Una ojeadita al cronómetro del horno le dio un margen de unos minutos hasta el comienzo oficial de los fastos. Cambiarse y pintarse un poco, tal vez un toque de Chanel. ¡Ah ¡pero antes, como de costumbre, una llamada rápida a su hermana. Fue a su cuarto, se acomodó en la cama y marcó el número. De inmediato percibió una voz inusual que pronto rompió en sollozo. El marido quería dejarla. ¿Precisamente en Navidad? Recordó un articulo de ese sabihondo de Castells en La Vanguardia comentando la estadística de que los periodos vacacionales son los más proclives a las crisis de pareja porque contrastan la felicidad oficial con la vivencia real.
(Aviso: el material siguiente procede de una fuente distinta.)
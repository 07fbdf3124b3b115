//! Cart domain models.

use log::debug;
use rust_decimal::Decimal;
use serde::{Deserialize, Serialize};

use crate::constants::MIN_QUANTITY;
use crate::errors::{Result, ValidationError};
use crate::utils::{parse_leading_decimal, parse_leading_int};

/// Clamps a parsed quantity to the valid range `MIN_QUANTITY..=u32::MAX`.
pub fn clamp_quantity(value: i64) -> u32 {
    if value < i64::from(MIN_QUANTITY) {
        MIN_QUANTITY
    } else {
        u32::try_from(value).unwrap_or(u32::MAX)
    }
}

/// Raw quantity as it arrives from a form field or stepper.
#[derive(Debug, Clone, PartialEq)]
pub enum QuantityInput {
    Text(String),
    Integer(i64),
    Float(f64),
}

impl QuantityInput {
    /// Leading-integer parse; fractional numbers truncate toward zero.
    pub fn parse(&self) -> Option<i64> {
        match self {
            QuantityInput::Text(raw) => parse_leading_int(raw),
            QuantityInput::Integer(value) => Some(*value),
            QuantityInput::Float(value) if value.is_finite() => Some(value.trunc() as i64),
            QuantityInput::Float(_) => None,
        }
    }

    /// Resolves to a valid quantity: unparseable input and values below the
    /// floor both become `MIN_QUANTITY`.
    pub fn resolve(&self) -> u32 {
        match self.parse() {
            Some(value) => {
                let quantity = clamp_quantity(value);
                if i64::from(quantity) != value {
                    debug!("Quantity {} clamped to {}", value, quantity);
                }
                quantity
            }
            None => {
                debug!("Unparseable quantity {:?}, using {}", self, MIN_QUANTITY);
                MIN_QUANTITY
            }
        }
    }
}

impl From<&str> for QuantityInput {
    fn from(value: &str) -> Self {
        QuantityInput::Text(value.to_string())
    }
}

impl From<String> for QuantityInput {
    fn from(value: String) -> Self {
        QuantityInput::Text(value)
    }
}

impl From<i64> for QuantityInput {
    fn from(value: i64) -> Self {
        QuantityInput::Integer(value)
    }
}

impl From<i32> for QuantityInput {
    fn from(value: i32) -> Self {
        QuantityInput::Integer(i64::from(value))
    }
}

impl From<u32> for QuantityInput {
    fn from(value: u32) -> Self {
        QuantityInput::Integer(i64::from(value))
    }
}

impl From<f64> for QuantityInput {
    fn from(value: f64) -> Self {
        QuantityInput::Float(value)
    }
}

/// A single line of the cart.
#[derive(Debug, Clone, PartialEq, Eq, Serialize, Deserialize)]
#[serde(rename_all = "camelCase")]
pub struct CartLine {
    pub line_id: String,
    pub unit_price: Decimal,
    pub quantity: u32,
}

impl CartLine {
    /// Strict constructor. Rejects negative unit prices; the quantity is
    /// clamped to the floor.
    pub fn new(line_id: impl Into<String>, unit_price: Decimal, quantity: u32) -> Result<Self> {
        let line_id = line_id.into();
        if line_id.is_empty() {
            return Err(ValidationError::MissingField("line_id".to_string()).into());
        }
        if unit_price.is_sign_negative() && !unit_price.is_zero() {
            return Err(ValidationError::NegativeUnitPrice {
                line_id,
                unit_price,
            }
            .into());
        }
        Ok(Self {
            line_id,
            unit_price,
            quantity: quantity.max(MIN_QUANTITY),
        })
    }

    /// Builds a line from raw page attributes.
    ///
    /// The unit price takes the leading decimal of `raw_unit_price` (0 when
    /// there is none, negatives floored at 0); the quantity follows the
    /// clamp-to-floor policy.
    pub fn from_raw(
        line_id: impl Into<String>,
        raw_unit_price: &str,
        raw_quantity: impl Into<QuantityInput>,
    ) -> Self {
        let unit_price = parse_leading_decimal(raw_unit_price)
            .unwrap_or(Decimal::ZERO)
            .max(Decimal::ZERO);
        Self {
            line_id: line_id.into(),
            unit_price,
            quantity: raw_quantity.into().resolve(),
        }
    }

    /// `unit_price × quantity`, unrounded.
    pub fn line_total(&self) -> Decimal {
        self.unit_price
            .saturating_mul(Decimal::from(self.quantity))
    }
}

/// Outcome of a quantity mutation.
#[derive(Debug, Clone, PartialEq, Eq, Serialize, Deserialize)]
#[serde(rename_all = "camelCase")]
pub struct CartRecalculation {
    pub line: CartLine,
    pub line_total: Decimal,
    pub grand_total: Decimal,
}

/// Sum of all line totals, unrounded.
pub fn grand_total<'a>(lines: impl IntoIterator<Item = &'a CartLine>) -> Decimal {
    lines
        .into_iter()
        .fold(Decimal::ZERO, |acc, line| acc.saturating_add(line.line_total()))
}
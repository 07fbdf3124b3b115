//! Composition root wiring the core components to one renderer.

use std::sync::Arc;

use log::info;

use crate::cart::{
    AddToCartService, CartLine, CartRecalculationEngine, CartStateTrait, InMemoryCartState,
    SimulatedCartBackend,
};
use crate::config::StorefrontConfig;
use crate::notifications::NotificationService;
use crate::search::{SearchDispatcher, SimulatedSearchBackend};
use crate::view::ViewRenderer;

/// Page-level state: one instance per rendered storefront page.
pub struct Storefront {
    pub config: StorefrontConfig,
    pub cart_state: Arc<InMemoryCartState>,
    pub search: SearchDispatcher,
    pub cart: CartRecalculationEngine,
    pub add_to_cart: AddToCartService,
    pub notifications: Arc<NotificationService>,
}

impl Storefront {
    /// Builds the page state on the simulated backends.
    ///
    /// Must be called from within a tokio runtime.
    pub fn with_simulated_backends(
        config: StorefrontConfig,
        renderer: Arc<dyn ViewRenderer>,
        cart_lines: Vec<CartLine>,
        badge_text: &str,
    ) -> Self {
        let cart_state = Arc::new(InMemoryCartState::new(cart_lines));
        let notifications = Arc::new(NotificationService::new(
            renderer.clone(),
            config.notification_ttl,
        ));

        let search = SearchDispatcher::new(
            Arc::new(SimulatedSearchBackend::new(config.search_latency)),
            renderer.clone(),
            &config,
        );
        let cart = CartRecalculationEngine::new(cart_state.clone(), renderer.clone());
        let add_to_cart = AddToCartService::new(
            Arc::new(SimulatedCartBackend::new(config.add_to_cart_latency)),
            renderer,
            notifications.clone(),
        )
        .with_badge_text(badge_text);

        info!(
            "Storefront ready: {} cart line(s), debounce {}ms",
            cart_state.lines().len(),
            config.search_debounce.as_millis()
        );

        Self {
            config,
            cart_state,
            search,
            cart,
            add_to_cart,
            notifications,
        }
    }
}

#[cfg(test)]
mod tests {
    use super::*;
    use crate::search::{DispatcherState, SearchResults};
    use crate::view::{RecordingViewRenderer, ViewUpdate};
    use rust_decimal_macros::dec;
    use std::time::Duration;
    use tokio::time::sleep;

    #[tokio::test(start_paused = true)]
    async fn test_page_flow_on_simulated_backends() {
        let renderer = RecordingViewRenderer::new();
        let lines = vec![
            CartLine::from_raw("ram", "10.00", "2"),
            CartLine::from_raw("fan", "2.50", "3"),
        ];
        let page = Storefront::with_simulated_backends(
            StorefrontConfig::default(),
            Arc::new(renderer.clone()),
            lines,
            "0",
        );

        assert_eq!(page.cart.recalculate_all(), dec!(27.50));

        page.search.on_input("m");
        page.search.on_input("mo");
        sleep(Duration::from_millis(1600)).await;
        assert_eq!(page.search.state(), DispatcherState::Displayed);
        assert_eq!(page.search.displayed(), Some(SearchResults::empty("mo")));

        assert_eq!(page.add_to_cart.add_to_cart("fan", "1").await.unwrap(), 1);
        assert_eq!(page.notifications.active_count(), 1);
        sleep(Duration::from_millis(5001)).await;
        assert_eq!(page.notifications.active_count(), 0);

        assert!(renderer
            .updates()
            .contains(&ViewUpdate::grand_total(dec!(27.50))));
    }
}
¿Habría otra mujer? Sí, claro, ningún hombre se enfrenta a la soledad sin recambio. Pero lo peor, decía la hermana entre congoja y rabia, es que ni siquiera es más joven ni más guapa ni nada muy diferente. Sólo que había sido su primer amor y en la crisis masculina de los cincuenta eso cuenta mucho, es como volver a empezar. No supo cómo reaccionar, no podía articular ni consuelos tontos ni verdades profundas bajo la presión de la cuenta atrás de un horno programado. Dijo cualquier banalidad y, sobre todo, le pidió calma y prometió llamarla más tarde. Se desplazó hasta la silla frente al tocador del dormitorio y se sentó entre abrumada y reflexiva. Así que, de repente, todo podía cambiar, todo ese entramado cotidiano, todos esos planes, esos esfuerzos, esas componendas, esos ajustes, esas memorias, esas hipotecas y estos niños hechos a medias hasta que empezaron a hacerse por su cuenta.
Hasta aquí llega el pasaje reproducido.